▶ Exercise instructions
Reproduce the entries that follow, exactly and in full.

▶ Information provided
○ ○ ○ ○
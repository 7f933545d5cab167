//! Bus wiring: the core works with an injected bus and with the optional
//! process-wide bus.

use crate::prelude::*;
use hive_core::test_support::StubAgent;
use hive_core::Agent;
use hive_engine::{topics, EventBus, Orchestrator};
use std::sync::Arc;

#[tokio::test]
async fn injected_bus_carries_loop_events() {
    let dir = tempfile::tempdir().unwrap();
    let (orch, bus) = orchestrator(dir.path());
    let mut cycles = topic_channel(&bus, topics::LOOP_CYCLE);

    orch.start().await.unwrap();
    let (_, started) = wait_for(&mut cycles, |_, d| d["action"] == "started").await;
    assert!(started["cycleNumber"].is_u64());
    orch.stop().await.unwrap();
}

#[tokio::test]
async fn global_bus_serves_as_the_process_wide_default() {
    let global = EventBus::global();
    assert!(
        Arc::ptr_eq(&global, &EventBus::global()),
        "global() returns one shared instance"
    );

    let dir = tempfile::tempdir().unwrap();
    let orch = Arc::new(Orchestrator::new(test_config(dir.path()), EventBus::global()));
    let mut events = topic_channel(&global, topics::AGENT_STATUS);

    let agent = Arc::new(StubAgent::new("global-worker", &["a:b"]));
    orch.register_agent(agent as Arc<dyn Agent>).await.unwrap();

    let (_, registered) = wait_for(&mut events, |_, d| d["action"] == "registered").await;
    assert_eq!(registered["name"], "global-worker");
}
//! Stats invariants: per-worker load bound and dispatch accounting.

use hive_core::test_support::{StubAgent, TaskBuilder};
use hive_core::{Agent, ManualClock};
use hive_engine::{Dispatcher, DispatcherConfig, EventBus, RetryPolicy};
use std::sync::Arc;
use std::time::Duration;
use tokio_util::sync::CancellationToken;

fn dispatcher() -> Arc<Dispatcher<ManualClock>> {
    Arc::new(Dispatcher::new(
        DispatcherConfig::default(),
        RetryPolicy {
            attempts: 1,
            initial_backoff_ms: 1,
        },
        ManualClock::new(),
        Arc::new(EventBus::new()),
        None,
    ))
}

#[tokio::test]
async fn current_load_never_exceeds_max_agent_load() {
    let d = dispatcher();
    let agent = Arc::new(
        StubAgent::new("w", &["a:b"]).with_execute_delay(Duration::from_millis(60)),
    );
    d.register(Arc::clone(&agent) as Arc<dyn Agent>);

    // Five concurrent dispatches against a single worker with capacity 3
    let mut handles = Vec::new();
    for i in 0..5 {
        let d = Arc::clone(&d);
        handles.push(tokio::spawn(async move {
            d.dispatch(
                &TaskBuilder::new("a:b").id(format!("t{}", i)).build(),
                &CancellationToken::new(),
            )
            .await
        }));
    }

    // Sample the load while they run
    let mut max_load = 0;
    for _ in 0..20 {
        if let Some(stats) = d.stats("w") {
            max_load = max_load.max(stats.current_load);
        }
        tokio::time::sleep(Duration::from_millis(5)).await;
    }
    assert!(max_load <= 3, "per-worker load bound violated: {max_load}");

    let results: Vec<_> = {
        let mut out = Vec::new();
        for handle in handles {
            out.push(handle.await.unwrap());
        }
        out
    };

    // The overflow dispatches observed NO_AGENT_AVAILABLE
    let rejected = results.iter().filter(|r| !r.success).count();
    let accepted = results.iter().filter(|r| r.success).count();
    assert_eq!(accepted + rejected, 5);
    assert!(rejected >= 2, "dispatches beyond capacity must be rejected");

    // Stats consistency: every finished dispatch is accounted for
    let stats = d.stats("w").unwrap();
    assert_eq!(stats.completed + stats.failed, stats.dispatched);
    assert_eq!(stats.current_load, 0);
}

#[tokio::test]
async fn completed_plus_failed_equals_dispatched_after_quiesce() {
    let d = dispatcher();
    let agent = Arc::new(StubAgent::new("w", &["a:b"]));
    d.register(agent as Arc<dyn Agent>);

    for i in 0..4 {
        let _ = d
            .dispatch(
                &TaskBuilder::new("a:b").id(format!("t{}", i)).build(),
                &CancellationToken::new(),
            )
            .await;
    }

    let stats = d.stats("w").unwrap();
    assert_eq!(stats.dispatched, 4);
    assert_eq!(stats.completed + stats.failed, 4);
    assert_eq!(stats.current_load, 0);
}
○ ○ ○ ○
▶ Your solution
repository 7f933545d5cab167
//! Bus wiring: the core works with an injected bus and with the optional
//! process-wide bus.

use crate::prelude::*;
use hive_core::test_support::StubAgent;
use hive_core::Agent;
use hive_engine::{topics, EventBus, Orchestrator};
use std::sync::Arc;

#[tokio::test]
async fn injected_bus_carries_loop_events() {
    let dir = tempfile::tempdir().unwrap();
    let (orch, bus) = orchestrator(dir.path());
    let mut cycles = topic_channel(&bus, topics::LOOP_CYCLE);

    orch.start().await.unwrap();
    let (_, started) = wait_for(&mut cycles, |_, d| d["action"] == "started").await;
    assert!(started["cycleNumber"].is_u64());
    orch.stop().await.unwrap();
}

#[tokio::test]
async fn global_bus_serves_as_the_process_wide_default() {
    let global = EventBus::global();
    assert!(
        Arc::ptr_eq(&global, &EventBus::global()),
        "global() returns one shared instance"
    );

    let dir = tempfile::tempdir().unwrap();
    let orch = Arc::new(Orchestrator::new(test_config(dir.path()), EventBus::global()));
    let mut events = topic_channel(&global, topics::AGENT_STATUS);

    let agent = Arc::new(StubAgent::new("global-worker", &["a:b"]));
    orch.register_agent(agent as Arc<dyn Agent>).await.unwrap();

    let (_, registered) = wait_for(&mut events, |_, d| d["action"] == "registered").await;
    assert_eq!(registered["name"], "global-worker");
}
//! Stats invariants: per-worker load bound and dispatch accounting.

use hive_core::test_support::{StubAgent, TaskBuilder};
use hive_core::{Agent, ManualClock};
use hive_engine::{Dispatcher, DispatcherConfig, EventBus, RetryPolicy};
use std::sync::Arc;
use std::time::Duration;
use tokio_util::sync::CancellationToken;

fn dispatcher() -> Arc<Dispatcher<ManualClock>> {
    Arc::new(Dispatcher::new(
        DispatcherConfig::default(),
        RetryPolicy {
            attempts: 1,
            initial_backoff_ms: 1,
        },
        ManualClock::new(),
        Arc::new(EventBus::new()),
        None,
    ))
}

#[tokio::test]
async fn current_load_never_exceeds_max_agent_load() {
    let d = dispatcher();
    let agent = Arc::new(
        StubAgent::new("w", &["a:b"]).with_execute_delay(Duration::from_millis(60)),
    );
    d.register(Arc::clone(&agent) as Arc<dyn Agent>);

    // Five concurrent dispatches against a single worker with capacity 3
    let mut handles = Vec::new();
    for i in 0..5 {
        let d = Arc::clone(&d);
        handles.push(tokio::spawn(async move {
            d.dispatch(
                &TaskBuilder::new("a:b").id(format!("t{}", i)).build(),
                &CancellationToken::new(),
            )
            .await
        }));
    }

    // Sample the load while they run
    let mut max_load = 0;
    for _ in 0..20 {
        if let Some(stats) = d.stats("w") {
            max_load = max_load.max(stats.current_load);
        }
        tokio::time::sleep(Duration::from_millis(5)).await;
    }
    assert!(max_load <= 3, "per-worker load bound violated: {max_load}");

    let results: Vec<_> = {
        let mut out = Vec::new();
        for handle in handles {
            out.push(handle.await.unwrap());
        }
        out
    };

    // The overflow dispatches observed NO_AGENT_AVAILABLE
    let rejected = results.iter().filter(|r| !r.success).count();
    let accepted = results.iter().filter(|r| r.success).count();
    assert_eq!(accepted + rejected, 5);
    assert!(rejected >= 2, "dispatches beyond capacity must be rejected");

    // Stats consistency: every finished dispatch is accounted for
    let stats = d.stats("w").unwrap();
    assert_eq!(stats.completed + stats.failed, stats.dispatched);
    assert_eq!(stats.current_load, 0);
}

#[tokio::test]
async fn completed_plus_failed_equals_dispatched_after_quiesce() {
    let d = dispatcher();
    let agent = Arc::new(StubAgent::new("w", &["a:b"]));
    d.register(agent as Arc<dyn Agent>);

    for i in 0..4 {
        let _ = d
            .dispatch(
                &TaskBuilder::new("a:b").id(format!("t{}", i)).build(),
                &CancellationToken::new(),
            )
            .await;
    }

    let stats = d.stats("w").unwrap();
    assert_eq!(stats.dispatched, 4);
    assert_eq!(stats.completed + stats.failed, 4);
    assert_eq!(stats.current_load, 0);
}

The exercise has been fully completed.